Ku Tsui-ping

Sport
- Country: Taiwan
- Sport: Karate
- Weight class: 55 kg; 61 kg;
- Events: Kumite; Team kumite;

Medal record
Women's karate
Representing Chinese Taipei
Asian Games
| Gold medal – first place | 2014 Incheon | Kumite 50 kg |
| Silver medal – second place | 2022 Hangzhou | Kumite 55 kg |
Asian Championships
| Gold medal – first place | 2023 Malacca | Kumite 55 kg |
| Silver medal – second place | 2017 Astana | Team kumite |
| Silver medal – second place | 2021 Almaty | Kumite 55 kg |
| Bronze medal – third place | 2023 Malacca | Team kumite |

= Ku Tsui-ping =

Taiwanese karateka

Ku Tsui-ping is a Taiwanese karateka. She won the gold medal in the women's kumite 50 kg event at the 2014 Asian Games held in Incheon, South Korea.

== Career ==

She won one of the bronze medals in the women's 50 kg event at the 2016 World University Karate Championships held in Braga, Portugal. She also won the silver medal in the women's team kumite event.
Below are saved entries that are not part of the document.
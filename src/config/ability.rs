//! Ability launch configuration
//!
//! JSON document binding key patterns and gestures to abilities:
//!
//! ```json
//! {
//!   "Shortcuts": [{ "preKey": [2072], "finalKey": 2035, "triggerType": "key_down",
//!                   "keyDownDuration": 0, "ability": { "bundleName": "...", "abilityName": "..." } }],
//!   "Sequences": [{ "sequenceKeys": [{ "keyCode": 18, "keyAction": 2, "delay": 500 }],
//!                   "abilityStartDelay": 0, "ability": { ... } }],
//!   "RepeatKeys": [{ "keyCode": 18, "times": 2, "delay": 350, "ability": { ... } }],
//!   "TwoFingerGesture": { "abilityStartDelay": 400, "ability": { ... } },
//!   "SingleKnuckleGesture": { "ability": { ... } },
//!   "DoubleKnuckleGesture": { "ability": { ... } },
//!   "TouchPadThreeFingersTapGesture": { "ability": { ... } }
//! }
//! ```
//!
//! Every section is optional and parsed on its own. An invalid entry is
//! skipped with a warning; a document without a single valid section is an
//! error. Delays are milliseconds; `keyAction` uses the platform codes
//! (1 cancel, 2 down, 3 up).

use serde::Deserialize;
use std::collections::{BTreeMap, BTreeSet};
use std::path::Path;
use tracing::{debug, info, warn};

use crate::dispatch::{Ability, AbilityKind};
use crate::gesture::{GestureBinding, GestureBindings};
use crate::input::error::{InputError, Result};
use crate::input::events::{KeyAction, KeyCode};
use crate::key_command::{
    ExcludeKey, KeyCommandPatterns, RepeatKey, Sequence, SequenceStep, ShortcutKey,
};

/// Most pre-keys a shortcut may hold
pub const MAX_PRE_KEYS: usize = 4;

/// Most steps a sequence may have
pub const MAX_SEQUENCE_STEPS: usize = 10;

/// Parsed ability launch configuration
#[derive(Debug, Clone, Default)]
pub struct AbilityLaunchConfig {
    pub patterns: KeyCommandPatterns,
    pub gestures: GestureBindings,
}
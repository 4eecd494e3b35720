//! Input Event Model
//!
//! Raw key and touch events as they come out of the driver layer, the state
//! trackers that turn per-key/per-contact reports into snapshot events, and
//! the error type shared by every stage of the pipeline.
//!
//! # Architecture
//!
//! ```text
//! driver reports
//!       ↓
//! ┌───────────────┐   ┌──────────────┐
//! │ KeyboardState │   │  TouchState  │   ← held keys / active contacts
//! └───────────────┘   └──────────────┘
//!       ↓                    ↓
//!   KeyEvent            PointerEvent      ← snapshot events
//!       ↓                    ↓
//! KeyCommandEngine   TouchGestureEngine / CoordinateResampler
//! ```

pub mod error;
pub mod events;
pub mod keyboard;
pub mod touch;

pub use error::{
    classify_error, recovery_action, ErrorContext, ErrorType, InputError, RecoveryAction, Result,
};
pub use events::{
    keycodes, KeyAction, KeyCode, KeyEvent, KeyItem, PointerAction, PointerEvent, PointerItem,
    PointerSample, SampleAction, Timestamp, ToolType,
};
pub use keyboard::KeyboardState;
pub use touch::TouchState;
#[cfg(test)]
mod tests {
    use super::*;
    use crate::dispatch::{Ability, RecordingDispatcher};
    use crate::engine::ScreenStatus;
    use crate::input::events::keycodes::*;
    use crate::input::keyboard::KeyboardState;
    use crate::timer::{ManualTimerService, TimerService};

    struct Harness {
        engine: KeyCommandEngine,
        keyboard: KeyboardState,
        timers: ManualTimerService,
        dispatcher: RecordingDispatcher,
        forwarded: Vec<KeyEvent>,
    }

    impl Harness {
        fn new(patterns: KeyCommandPatterns) -> Self {
            let mut engine = KeyCommandEngine::new(KeyCommandConfig::default());
            engine.apply_patterns(Ok(patterns));
            Self {
                engine,
                keyboard: KeyboardState::new(),
                timers: ManualTimerService::new(),
                dispatcher: RecordingDispatcher::new(),
                forwarded: Vec::new(),
            }
        }

        fn feed(&mut self, event: KeyEvent) -> bool {
            self.timers.set_now((event.action_time / 1000) as u64);
            let mut ctx = EngineContext::new(
                &mut self.timers,
                &self.dispatcher,
                ScreenStatus::On,
                &mut self.forwarded,
            );
            self.engine.handle_key_event(&event, &mut ctx)
        }

        fn down(&mut self, key: KeyCode, ms: i64) -> bool {
            let event = self.keyboard.handle_key_down(key, ms * 1000);
            self.feed(event)
        }

        fn up(&mut self, key: KeyCode, ms: i64) -> bool {
            let event = self.keyboard.handle_key_up(key, ms * 1000);
            self.feed(event)
        }

        fn advance(&mut self, ms: u64) {
            while let Some(id) = self.timers.pop_due(ms) {
                if let Some(target) = self.timers.on_fired(id) {
                    let mut ctx = EngineContext::new(
                        &mut self.timers,
                        &self.dispatcher,
                        ScreenStatus::On,
                        &mut self.forwarded,
                    );
                    self.engine.on_timer(target, id, &mut ctx);
                }
            }
        }
    }

    fn ability(bundle: &str) -> Ability {
        Ability::new(bundle, "MainAbility")
    }

    #[test]
    fn test_unloaded_engine_passes_through() {
        let mut engine = KeyCommandEngine::new(KeyCommandConfig::default());
        engine.apply_patterns(Err(InputError::ConfigEmpty("no sections".to_string())));
        assert!(!engine.is_loaded());

        let mut timers = ManualTimerService::new();
        let dispatcher = RecordingDispatcher::new();
        let mut forwarded = Vec::new();
        let mut ctx = EngineContext::new(&mut timers, &dispatcher, ScreenStatus::On, &mut forwarded);
        let event = KeyEvent::single(KEYCODE_POWER, KeyAction::Down, 0);
        assert!(!engine.handle_key_event(&event, &mut ctx));
    }

    #[test]
    fn test_combine_key_switch() {
        let mut h = Harness::new(KeyCommandPatterns {
            shortcuts: vec![
                ShortcutKey::new([KEYCODE_CTRL_LEFT], KEYCODE_S, KeyAction::Down, ability("com.example.save")),
                ShortcutKey::new([KEYCODE_META_LEFT], KEYCODE_L, KeyAction::Down, ability("com.example.lock")),
            ],
            ..KeyCommandPatterns::default()
        });
        h.engine.set_enable_combine_key(false);

        h.down(KEYCODE_CTRL_LEFT, 0);
        assert!(!h.down(KEYCODE_S, 10));
        h.up(KEYCODE_S, 20);
        h.up(KEYCODE_CTRL_LEFT, 30);

        h.down(KEYCODE_META_LEFT, 100);
        assert!(h.down(KEYCODE_L, 110));
        assert_eq!(h.dispatcher.bundles(), vec!["com.example.lock"]);
        assert!(h.engine.stats().vetoed >= 1);
    }

    #[test]
    fn test_exclude_key_single_item_only() {
        let mut h = Harness::new(KeyCommandPatterns {
            shortcuts: vec![ShortcutKey::new([], KEYCODE_POWER, KeyAction::Down, ability("com.example.power"))],
            exclude_keys: vec![ExcludeKey {
                key_code: KEYCODE_POWER,
                action: KeyAction::Down,
            }],
            ..KeyCommandPatterns::default()
        });
        h.engine.set_enable_combine_key(false);

        assert!(h.down(KEYCODE_POWER, 0));
        h.up(KEYCODE_POWER, 50);
        assert_eq!(h.dispatcher.count(), 1);
    }

    #[test]
    fn test_update_key_down_duration_validation() {
        let mut h = Harness::new(KeyCommandPatterns {
            shortcuts: vec![ShortcutKey::new([], KEYCODE_POWER, KeyAction::Down, ability("com.example.power"))
                .with_duration(500)
                .with_business_id("power_hold")],
            ..KeyCommandPatterns::default()
        });

        assert!(h.engine.update_key_down_duration("power_hold", 1_000).is_ok());
        assert!(matches!(
            h.engine.update_key_down_duration("power_hold", 5_000),
            Err(InputError::InvalidParameter(_))
        ));
        assert!(matches!(
            h.engine.update_key_down_duration("unknown", 1_000),
            Err(InputError::InvalidParameter(_))
        ));
        assert!(h.engine.update_key_down_duration("", 1_000).is_err());
    }

    #[test]
    fn test_config_changed_reaches_every_pattern_kind() {
        let mut h = Harness::new(KeyCommandPatterns {
            shortcuts: vec![ShortcutKey::new([], KEYCODE_POWER, KeyAction::Down, ability("a")).with_status_config("flag")],
            sequences: vec![Sequence::new(
                vec![SequenceStep::new(KEYCODE_VOLUME_UP, KeyAction::Down, 0)],
                ability("b"),
            )
            .with_status_config("flag")],
            repeat_keys: vec![RepeatKey::new(KEYCODE_POWER, 2, 300, ability("c")).with_status_config("flag")],
            ..KeyCommandPatterns::default()
        });

        assert_eq!(h.engine.on_config_changed("flag", false), 3);
        assert_eq!(h.engine.on_config_changed("other", false), 0);
    }

    #[test]
    fn test_sequence_consumption_suppresses_repeat_replay() {
        let mut h = Harness::new(KeyCommandPatterns {
            sequences: vec![Sequence::new(
                vec![
                    SequenceStep::new(KEYCODE_POWER, KeyAction::Down, 0),
                    SequenceStep::new(KEYCODE_POWER, KeyAction::Up, 0),
                ],
                ability("com.example.seq"),
            )],
            repeat_keys: vec![RepeatKey::new(KEYCODE_POWER, 3, 300, ability("com.example.repeat"))],
            ..KeyCommandPatterns::default()
        });

        assert!(!h.down(KEYCODE_POWER, 0));
        assert!(h.up(KEYCODE_POWER, 50));
        assert_eq!(h.dispatcher.bundles(), vec!["com.example.seq"]);

        h.advance(1_000);
        assert!(h.forwarded.is_empty());
    }

    #[test]
    fn test_repeat_key_through_engine() {
        let mut h = Harness::new(KeyCommandPatterns {
            repeat_keys: vec![RepeatKey::new(KEYCODE_POWER, 2, 300, ability("com.example.wallet"))],
            ..KeyCommandPatterns::default()
        });

        assert!(!h.down(KEYCODE_POWER, 0));
        assert!(h.up(KEYCODE_POWER, 50));
        assert!(h.down(KEYCODE_POWER, 150));
        assert!(h.up(KEYCODE_POWER, 200));

        assert_eq!(h.dispatcher.bundles(), vec!["com.example.wallet"]);
        let stats = h.engine.stats();
        assert_eq!(stats.repeat_launches, 1);
    }
}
At the 2017 Asian Karate Championships held in Astana, Kazakhstan, she won the silver medal in the women's team kumite event, alongside Chao Jou, Gu Shiau-shuang and Wen Tzu-yun.

In June 2021, she competed at the World Olympic Qualification Tournament held in Paris, France hoping to qualify for the 2020 Summer Olympics in Tokyo, Japan. In November 2021, she competed in the women's 61 kg event at the World Karate Championships held in Dubai, United Arab Emirates. In December 2021, she won the silver medal in her event at the Asian Karate Championships held in Almaty, Kazakhstan.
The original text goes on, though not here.